First up from The God Machine this week is a story about the latest efforts from some religious activists to oppose school lessons on modern biology.
One of the great ironies of creationists, which often goes overlooked, is that their efforts follow an evolutionary model closely — descent with modification. They attack evolutionary biology from one direction, and when that fails, they adapt the strategy for a related but different attack. When that fails, they adapt again. And again. It’s natural selection applied to a culture-war context.
With “intelligent-design” creationism having been rejected by the courts (and common sense), the latest tactic is popping up in Texas. Now, religious activists aren’t using the usual buzzwords, they’re instead touting the “strengths-and-weaknesses” strategy.
The “strengths and weaknesses” language was slipped into the curriculum standards in Texas to appease creationists when the State Board of Education first mandated the teaching of evolution in the late 1980s. It has had little effect because evolution skeptics have not had enough power on the education board to win the argument that textbooks do not adequately cover the weaknesses of evolution.
Yet even as courts steadily prohibited the outright teaching of creationism and intelligent design, creationists on the Texas board grew to a near majority. Seven of 15 members subscribe to the notion of intelligent design, and they have the blessings of Gov. Rick Perry, a Republican.
What happens in Texas does not stay in Texas: the state is one of the country’s biggest buyers of textbooks, and publishers are loath to produce different versions of the same material. The ideas that work their way into education here will surface in classrooms throughout the country.
” ‘Strengths and weaknesses’ are regular words that have now been drafted into the rhetorical arsenal of creationists,” said Kathy Miller, director of the Texas Freedom Network, a group that promotes religious freedom.
This isn’t a positive development. The activists are appealing to some twisted sense of “fairness” — what’s wrong with exposing students to the strengths and weaknesses of various ideas — that doesn’t stand up to any scrutiny at all. They’re not, for example, recommending students learn the strengths and weaknesses of gravity. Or electromagnetism. Or plate tectonics. Or heliocentrism.
Just biology. I can’t imagine why.
The NYT editorial board tackles the subject today, and rejects the Texas approach as “nonsense.”
The chairman of the Texas board, a dentist named Don McLeroy, advocates the “strengths and weaknesses” approach, as does a near majority of the board. The system accommodates what Dr. McLeroy calls two systems of science, creationist and “naturalist.”

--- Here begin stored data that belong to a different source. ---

//! Transaction lifecycle state machine
//!
//! ```text
//! Unknown --run()--> [accepted] --> Running --> Succeeded   (terminal)
//!    |                                 |
//!    +--rejected--> Failed (terminal)  +--later rejection--> Failed (terminal)
//! ```
//!
//! States are monotonic: once `Succeeded` or `Failed` is observed nothing
//! else is accepted for that intent.

use crate::orchestrator::errors::OrchestrationError;
use serde::{Deserialize, Serialize};
use std::fmt;

/// State reported by an intent at each transition
#[derive(Debug, Clone, Copy, PartialEq, Eq, Hash, Serialize, Deserialize)]
pub enum TransactionState {
    Unknown,
    Running,
    Succeeded,
    Failed,
}

impl TransactionState {
    /// `Succeeded` and `Failed` end the lifecycle
    pub fn is_terminal(self) -> bool {
        matches!(self, Self::Succeeded | Self::Failed)
    }

    /// Whether `self -> next` is an edge of the lifecycle graph
    pub fn can_transition_to(self, next: TransactionState) -> bool {
        matches!(
            (self, next),
            (Self::Unknown, Self::Running)
                | (Self::Unknown, Self::Failed)
                | (Self::Running, Self::Succeeded)
                | (Self::Running, Self::Failed)
        )
    }

    pub fn as_str(self) -> &'static str {
        match self {
            Self::Unknown => "unknown",
            Self::Running => "running",
            Self::Succeeded => "succeeded",
            Self::Failed => "failed",
        }
    }
}

impl fmt::Display for TransactionState {
    fn fmt(&self, f: &mut fmt::Formatter<'_>) -> fmt::Result {
        f.write_str(self.as_str())
    }
}

/// One lifecycle transition as emitted by the ledger client
#[derive(Debug, Clone, PartialEq, Eq, Serialize, Deserialize)]
pub struct StatusChange {
    pub previous: TransactionState,
    pub new: TransactionState,
    /// Intent-specific diagnostic payload (hash, error text, ...)
    pub diagnostic: String,
}

impl StatusChange {
    pub fn new(
        previous: TransactionState,
        new: TransactionState,
        diagnostic: impl Into<String>,
    ) -> Self {
        Self {
            previous,
            new,
            diagnostic: diagnostic.into(),
        }
    }
}

/// What applying a status change meant for the executor
#[derive(Debug, Clone, PartialEq, Eq)]
pub enum Step {
    /// Entered `Running`
    Running,
    /// Entered `Succeeded`
    Succeeded,
    /// Entered `Failed`; `after_running` marks a late failure
    Failed {
        after_running: bool,
        diagnostic: String,
    },
    /// Same state reported again
    Unchanged,
}

/// Executor-side view of one intent's lifecycle
#[derive(Debug, Clone)]
pub struct LifecycleTracker {
    current: TransactionState,
    history: Vec<StatusChange>,
}

impl LifecycleTracker {
    pub fn new() -> Self {
        Self {
            current: TransactionState::Unknown,
            history: Vec::with_capacity(2),
        }
    }

    /// Last state accepted by the tracker
    pub fn current(&self) -> TransactionState {
        self.current
    }

    /// Every change accepted so far, in arrival order
    pub fn history(&self) -> &[StatusChange] {
        &self.history
    }

    pub fn into_history(self) -> Vec<StatusChange> {
        self.history
    }

    /// Apply a status change
    ///
    /// The tracker trusts its own current state over the `previous` field of
    /// the event. Changes out of a terminal state and edges missing from the
    /// lifecycle graph are rejected with `InvalidTransition`.
    pub fn apply(&mut self, change: StatusChange) -> Result<Step, OrchestrationError> {
        let from = self.current;
        let to = change.new;

        if from.is_terminal() {
            return Err(OrchestrationError::InvalidTransition { from, to });
        }
        if from == to {
            return Ok(Step::Unchanged);
        }
        if !from.can_transition_to(to) {
            return Err(OrchestrationError::InvalidTransition { from, to });
        }

        if change.previous != from {
            tracing::debug!(
                reported_previous = %change.previous,
                tracked_previous = %from,
                new = %to,
                "Status change disagrees with tracked state"
            );
        }

        self.current = to;
        let step = match to {
            TransactionState::Running => Step::Running,
            TransactionState::Succeeded => Step::Succeeded,
            TransactionState::Failed => Step::Failed {
                after_running: from == TransactionState::Running,
                diagnostic: change.diagnostic.clone(),
            },
            // `Unknown` is never reachable from another state
            TransactionState::Unknown => Step::Unchanged,
        };
        self.history.push(change);
        Ok(step)
    }
}

impl Default for LifecycleTracker {
    fn default() -> Self {
        Self::new()
    }
}
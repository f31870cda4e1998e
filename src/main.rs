//! Ledger orchestration simulator
//!
//! Drives one bulk operation through a [`ControlSurface`] backed by the
//! in-process [`SimulatedLedger`] and prints the execution report as JSON.
//!
//! ```text
//! ledger-orch-sim --items 23 --scenario late-failure --verbose
//! ```

#![deny(unused_imports)]
#![deny(unused_mut)]
#![deny(unused_variables)]
#![warn(unused_must_use)]

use anyhow::{Context, Result};
use clap::{Parser, ValueEnum};
use ledger_orchestrator::config::OrchestratorConfig;
use ledger_orchestrator::ledger::simulated::{Scenario, SimulatedLedger, SimulatedOperation};
use ledger_orchestrator::metrics::metrics;
use ledger_orchestrator::orchestrator::sinks::{CollectingNotifier, TracingRelay};
use ledger_orchestrator::{ControlSurface, ExecutionHooks};
use std::sync::Arc;
use std::time::Duration;
use tracing::{info, warn};
use tracing_subscriber::{layer::SubscriberExt, util::SubscriberInitExt};

#[derive(Debug, Clone, Copy, ValueEnum)]
enum ScenarioArg {
    Success,
    Reject,
    EarlyFailure,
    LateFailure,
    Abandon,
}

impl ScenarioArg {
    fn scenario(self) -> Scenario {
        match self {
            Self::Success => Scenario::Succeed,
            Self::Reject => Scenario::RejectOnSubmit("simulated network rejection".into()),
            Self::EarlyFailure => {
                Scenario::FailBeforeRunning("simulated validation failure".into())
            }
            Self::LateFailure => Scenario::FailAfterRunning("simulated execution failure".into()),
            Self::Abandon => Scenario::Vanish,
        }
    }
}

/// Command line arguments
#[derive(Parser, Debug)]
#[command(author, version, about, long_about = None)]
struct Args {
    /// Path to configuration file
    #[arg(short, long, default_value = "config.toml")]
    config: String,

    /// Number of items in the bulk operation
    #[arg(short, long, default_value_t = 23)]
    items: u64,

    /// Scripted ledger behaviour
    #[arg(short, long, value_enum, default_value_t = ScenarioArg::Success)]
    scenario: ScenarioArg,

    /// Delay between simulated status changes, in milliseconds
    #[arg(long, default_value_t = 50)]
    step_ms: u64,

    /// Enable verbose logging
    #[arg(short, long)]
    verbose: bool,
}

#[tokio::main]
async fn main() -> Result<()> {
    dotenvy::dotenv().ok();
    let args = Args::parse();

    let config = load_config(&args.config)?;
    init_logging(&config, args.verbose)?;

    info!("Starting ledger orchestration simulator");
    info!("Version: {}", env!("CARGO_PKG_VERSION"));
    info!(
        items = args.items,
        scenario = ?args.scenario,
        max_chunk_size = config.batch.max_chunk_size,
        "Simulation parameters"
    );

    let ledger = Arc::new(
        SimulatedLedger::new(args.scenario.scenario())
            .with_step_delay(Duration::from_millis(args.step_ms)),
    );
    let notifier = Arc::new(CollectingNotifier::new());
    let surface = ControlSurface::new(
        "simulator",
        Arc::clone(&ledger),
        &config,
        notifier.clone(),
        Arc::new(TracingRelay),
    )
    .context("Failed to create control surface")?
    .with_refresh_hook(|| info!("Refreshing dependent views"));

    let hooks = ExecutionHooks::new()
        .on_running(|| info!("Transaction running"))
        .on_succeeded(|| info!("Transaction succeeded"));
    let report = surface
        .submit_bulk(
            (0..args.items).collect(),
            |chunk| SimulatedOperation::new("redeem", chunk),
            hooks,
        )
        .await;

    println!(
        "{}",
        serde_json::to_string_pretty(&report).context("Failed to serialize report")?
    );
    for message in notifier.messages() {
        warn!("Operator notification: {}", message);
    }

    if config.monitoring.enable_metrics {
        print!("{}", metrics().render()?);
    }

    Ok(())
}

/// Initialize logging subsystem
fn init_logging(config: &OrchestratorConfig, verbose: bool) -> Result<()> {
    let default_filter = if verbose {
        "ledger_orchestrator=debug,info".to_string()
    } else {
        format!("ledger_orchestrator={},warn", config.logging.level)
    };
    let env_filter = tracing_subscriber::EnvFilter::try_from_default_env()
        .unwrap_or_else(|_| default_filter.into());

    // Logs go to stderr so stdout carries only the report
    let registry = tracing_subscriber::registry().with(env_filter);
    if config.logging.json {
        registry
            .with(tracing_subscriber::fmt::layer().json().with_writer(std::io::stderr))
            .try_init()
            .context("Failed to install JSON subscriber")?;
    } else {
        registry
            .with(
                tracing_subscriber::fmt::layer()
                    .with_target(true)
                    .with_writer(std::io::stderr),
            )
            .try_init()
            .context("Failed to install subscriber")?;
    }

    Ok(())
}

/// Load configuration from file with fallback to defaults
fn load_config(path: &str) -> Result<OrchestratorConfig> {
    if std::path::Path::new(path).exists() {
        OrchestratorConfig::load(path)
            .with_context(|| format!("Failed to load config from {}", path))
    } else {
        let mut config = OrchestratorConfig::default();
        config.apply_env()?;
        config.validate()?;
        Ok(config)
    }
}
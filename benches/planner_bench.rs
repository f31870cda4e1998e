//! Benchmarks for batch planning and single-intent execution

use criterion::{black_box, criterion_group, criterion_main, BenchmarkId, Criterion};
use ledger_orchestrator::ledger::simulated::{Scenario, SimulatedLedger};
use ledger_orchestrator::orchestrator::sinks::{TracingNotifier, TracingRelay};
use ledger_orchestrator::{BatchPlanner, ExecutionHooks, SingleFlightGuard, TransactionExecutor};
use std::sync::Arc;

fn bench_plan(c: &mut Criterion) {
    let planner = BatchPlanner::new(10).unwrap();
    let mut group = c.benchmark_group("plan");

    for size in [23usize, 1_000, 100_000] {
        let items: Vec<u64> = (0..size as u64).collect();
        group.bench_with_input(BenchmarkId::from_parameter(size), &items, |b, items| {
            b.iter(|| black_box(planner.plan(black_box(items.clone())).unwrap()));
        });
    }
    group.finish();
}

fn bench_execute_success(c: &mut Criterion) {
    let runtime = tokio::runtime::Builder::new_current_thread()
        .enable_all()
        .build()
        .unwrap();
    let ledger = SimulatedLedger::new(Scenario::Succeed);
    let executor = TransactionExecutor::new(
        Arc::new(SingleFlightGuard::new("bench")),
        Arc::new(TracingNotifier),
        Arc::new(TracingRelay),
    );

    c.bench_function("execute_success", |b| {
        b.iter(|| {
            let report =
                runtime.block_on(executor.execute(ledger.intent("bench"), ExecutionHooks::new()));
            black_box(report.is_success())
        });
    });
}

criterion_group!(benches, bench_plan, bench_execute_success);
criterion_main!(benches);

The trouble is, a creationist system of science is not science at all. It is faith. All science is “naturalist” to the extent that it tries to understand the laws of nature and the character of the universe on their own terms, without reference to a divine creator. Every student who hopes to understand the scientific reality of life will sooner or later need to accept the elegant truth of evolution as it has itself evolved since it was first postulated by Darwin. If the creationist view prevails in Texas, students interested in learning how science really works and what scientists really understand about life will first have to overcome the handicap of their own education. […]
The weaknesses that creationists hope to teach as a way of refuting evolution are themselves antiquated, long since filed away as solved. The religious faith underlying creationism has a place, in church and social studies courses. Science belongs in science classrooms.
Also from The God Machine this week:
* South Carolina drivers will be “the first in the nation to be offered license plates that carry the phrase ‘I Believe’ and a Christian cross over a stained-glass window under a law that took effect on Thursday. Critics have threatened to fight the law in court, saying the license plate represents an illegal state endorsement of religion.”
* For those who want to do more to prepare for The Rapture: “For just $40 a year, believers can arrange for up to 62 people to get a final message exactly six days after the Rapture, that day when — according to Christian end times dogma — Christians will be swept up to heaven, while doubters are left behind to suffer seven years of Tribulation under a global government headed by the Antichrist…. The e-mails will be triggered when three of the site’s five Christian staffers ‘scattered around the U.S.’ fail to log in for six days in a row — a system that incorporates a nice margin of safety, should two of the proprietors turn out to be unrepentant sinners or atheists.”
* And in Bakersfield, Calif., a religious activist on the city council is pushing local officials to endorse and promote “In God We Trust” signs. When a local woman urged council members to vote against the proposal, vandals went to her home to scrawl the words “In God We Trust or?” in shoe polish in foot-high letters across two windows and a sliding-glass door. Clearly, that’s what Jesus would have done, right?